Now, just months into operating their first restaurant, the three are starting to make changes. Most notably (and thankfully), they're working on paring down the original tabbed menu of over 132 selections to focus primarily on the foods of South India — and these are the dishes you've come here for. Assertive, expertly prepared, and packed with handfuls of ingredients like dried red chiles, tamarind, ginger, cumin, and cardamom, they just might be some of the best examples of South Indian cooking the Valley has to offer.

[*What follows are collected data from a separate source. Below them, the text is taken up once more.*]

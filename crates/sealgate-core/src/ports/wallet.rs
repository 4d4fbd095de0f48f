//! Wallet port - 利用者の署名者
//!
//! wallet は 1 つの active account を持ち、transaction と personal message に署名する。
//! 利用者は署名を拒否できる（`WalletError::Declined`）。

use async_trait::async_trait;

use crate::domain::{Address, PersonalSignature, TransactionBuilder};
use crate::ports::ledger::TransactionEffects;

#[derive(Debug, Clone, PartialEq, Eq, thiserror::Error)]
pub enum WalletError {
    #[error("user declined to sign")]
    Declined,

    #[error("no account connected")]
    NotConnected,

    #[error("transaction rejected: {0}")]
    Rejected(String),

    #[error("wallet transport error: {0}")]
    Transport(String),
}

#[async_trait]
pub trait Wallet: Send + Sync {
    /// Currently active account.
    fn address(&self) -> Result<Address, WalletError>;

    async fn sign_and_execute(
        &self,
        tx: TransactionBuilder,
    ) -> Result<TransactionEffects, WalletError>;

    async fn sign_personal_message(&self, message: &[u8]) -> Result<PersonalSignature, WalletError>;
}
//! ReportArtifact - 生成されたレポート（平文）
//!
//! 外部のレポート生成 API が返すバイト列と media type。
//! Encryption Gateway に一度だけ渡され、その後は保持しない。

use chrono::{DateTime, Utc};
use serde::{Deserialize, Serialize};

/// Media type assumed when the generator does not send one.
pub const DEFAULT_MEDIA_TYPE: &str = "application/pdf";

/// Raw report bytes plus their media type.
#[derive(Debug, Clone, PartialEq, Eq, Serialize, Deserialize)]
pub struct ReportArtifact {
    pub bytes: Vec<u8>,
    pub media_type: String,
}

impl ReportArtifact {
    pub fn new(bytes: Vec<u8>, media_type: impl Into<String>) -> Self {
        Self {
            bytes,
            media_type: media_type.into(),
        }
    }

    pub fn pdf(bytes: Vec<u8>) -> Self {
        Self::new(bytes, DEFAULT_MEDIA_TYPE)
    }

    pub fn len(&self) -> usize {
        self.bytes.len()
    }

    pub fn is_empty(&self) -> bool {
        self.bytes.is_empty()
    }

    pub fn is_image(&self) -> bool {
        self.media_type.starts_with("image")
    }
}

/// Download file name for a report, e.g. `report_20250101_120000.pdf`.
pub fn report_file_name(now: DateTime<Utc>) -> String {
    format!("report_{}.pdf", now.format("%Y%m%d_%H%M%S"))
}

/// A decrypted report ready to be handed to the user.
#[derive(Debug, Clone, PartialEq, Eq)]
pub struct DecryptedReport {
    pub bytes: Vec<u8>,
    pub media_type: String,
    pub file_name: String,
}
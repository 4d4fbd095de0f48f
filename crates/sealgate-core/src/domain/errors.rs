//! Errors - エラー型と分類
//!
//! `PipelineError` は利用者に見せる失敗で、どの stage で何が起きたかを表す。
//! `ErrorKind` はその Copy 可能な分類で、`FlowState::Error(kind)` に保持される。
//!
//! # 回復方針
//! - stage をまたいだ自動リトライはしない
//! - 内部でリトライするのは Capability Resolver だけ
//! - 利用者は失敗した stage だけをやり直せる（`Pipeline::retry` / `Pipeline::download`）

use serde::{Deserialize, Serialize};

use super::blob::BlobId;
use super::ids::ObjectId;

/// Classification of a pipeline failure.
#[derive(Debug, Clone, Copy, PartialEq, Eq, Hash, Serialize, Deserialize)]
#[serde(rename_all = "snake_case")]
pub enum ErrorKind {
    ReportGenerationFailed,
    EncryptionFailed,
    BlobUploadFailed,
    BlobUnavailable,
    InsufficientBalance,
    PurchaseFailed,
    CapabilityUnresolved,
    NoAccess,
    DecryptionFailed,
    SignatureDeclined,
    InvalidTransition,
}

impl ErrorKind {
    /// Message suitable for showing to the user as-is.
    pub fn user_message(self) -> &'static str {
        match self {
            Self::ReportGenerationFailed => "Failed to generate the report, try again",
            Self::EncryptionFailed => "Failed to encrypt the report",
            Self::BlobUploadFailed => {
                "Failed to upload to the storage network, select another publisher and try again"
            }
            Self::BlobUnavailable => {
                "Cannot retrieve the file from this aggregator, try again (a randomly selected aggregator will be used). \
                 Files stored past their retention epochs have been deleted."
            }
            Self::InsufficientBalance => "Insufficient balance to pay for access",
            Self::PurchaseFailed => "Failed to purchase access",
            Self::CapabilityUnresolved => {
                "Access was purchased but could not be confirmed on-chain yet, try again shortly"
            }
            Self::NoAccess => "No access to decryption keys",
            Self::DecryptionFailed => "Unable to decrypt files, try again",
            Self::SignatureDeclined => "The session signature was declined",
            Self::InvalidTransition => "This action is not available right now",
        }
    }
}

/// A failure surfaced by the pipeline, with the specific sub-failure.
#[derive(Debug, Clone, PartialEq, Eq, thiserror::Error)]
pub enum PipelineError {
    #[error("report generation failed: {0}")]
    ReportGenerationFailed(String),

    #[error("encryption failed: {0}")]
    EncryptionFailed(String),

    #[error("blob upload failed: {0}")]
    BlobUploadFailed(String),

    #[error("blob {blob_id} unavailable: {reason}")]
    BlobUnavailable { blob_id: BlobId, reason: String },

    #[error("insufficient balance: need {required}, have {available}")]
    InsufficientBalance { required: u64, available: u128 },

    #[error("purchase failed: {0}")]
    PurchaseFailed(String),

    #[error("capability {id} unresolved after {attempts} attempts")]
    CapabilityUnresolved { id: ObjectId, attempts: u32 },

    #[error("no access to decryption keys: {0}")]
    NoAccess(String),

    #[error("decryption failed: {0}")]
    DecryptionFailed(String),

    #[error("session key signature declined")]
    SignatureDeclined,

    #[error("cannot {action} while {from}")]
    InvalidTransition { from: String, action: &'static str },
}

impl PipelineError {
    pub fn kind(&self) -> ErrorKind {
        match self {
            Self::ReportGenerationFailed(_) => ErrorKind::ReportGenerationFailed,
            Self::EncryptionFailed(_) => ErrorKind::EncryptionFailed,
            Self::BlobUploadFailed(_) => ErrorKind::BlobUploadFailed,
            Self::BlobUnavailable { .. } => ErrorKind::BlobUnavailable,
            Self::InsufficientBalance { .. } => ErrorKind::InsufficientBalance,
            Self::PurchaseFailed(_) => ErrorKind::PurchaseFailed,
            Self::CapabilityUnresolved { .. } => ErrorKind::CapabilityUnresolved,
            Self::NoAccess(_) => ErrorKind::NoAccess,
            Self::DecryptionFailed(_) => ErrorKind::DecryptionFailed,
            Self::SignatureDeclined => ErrorKind::SignatureDeclined,
            Self::InvalidTransition { .. } => ErrorKind::InvalidTransition,
        }
    }
}

impl From<super::coin::InsufficientBalance> for PipelineError {
    fn from(e: super::coin::InsufficientBalance) -> Self {
        Self::InsufficientBalance {
            required: e.required,
            available: e.available,
        }
    }
}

If you are in the mood for a South Indian breakfast for dinner, you could start with medu vada, chunky, roughly shaped fried lentil doughnuts that can be dipped in chutneys or dunked in a bowl of spicy, vegetable-laced lentil soup. Those wanting to go the more conventional South Indian starter route could opt for a small, tasty bowl of hot and sour rassam (more hot than sour) heavy with tomato, tamarind, and chiles; or, better yet, an exquisite scratch-made dosa, the crispy-hot Indian-style crepe. The best dosa might be the mysore masala, its somewhat spongy interior smeared with a chile chutney, filled with spicy potatoes, and served alongside dip-ready red and coconut chutneys and a warm cup of sambar.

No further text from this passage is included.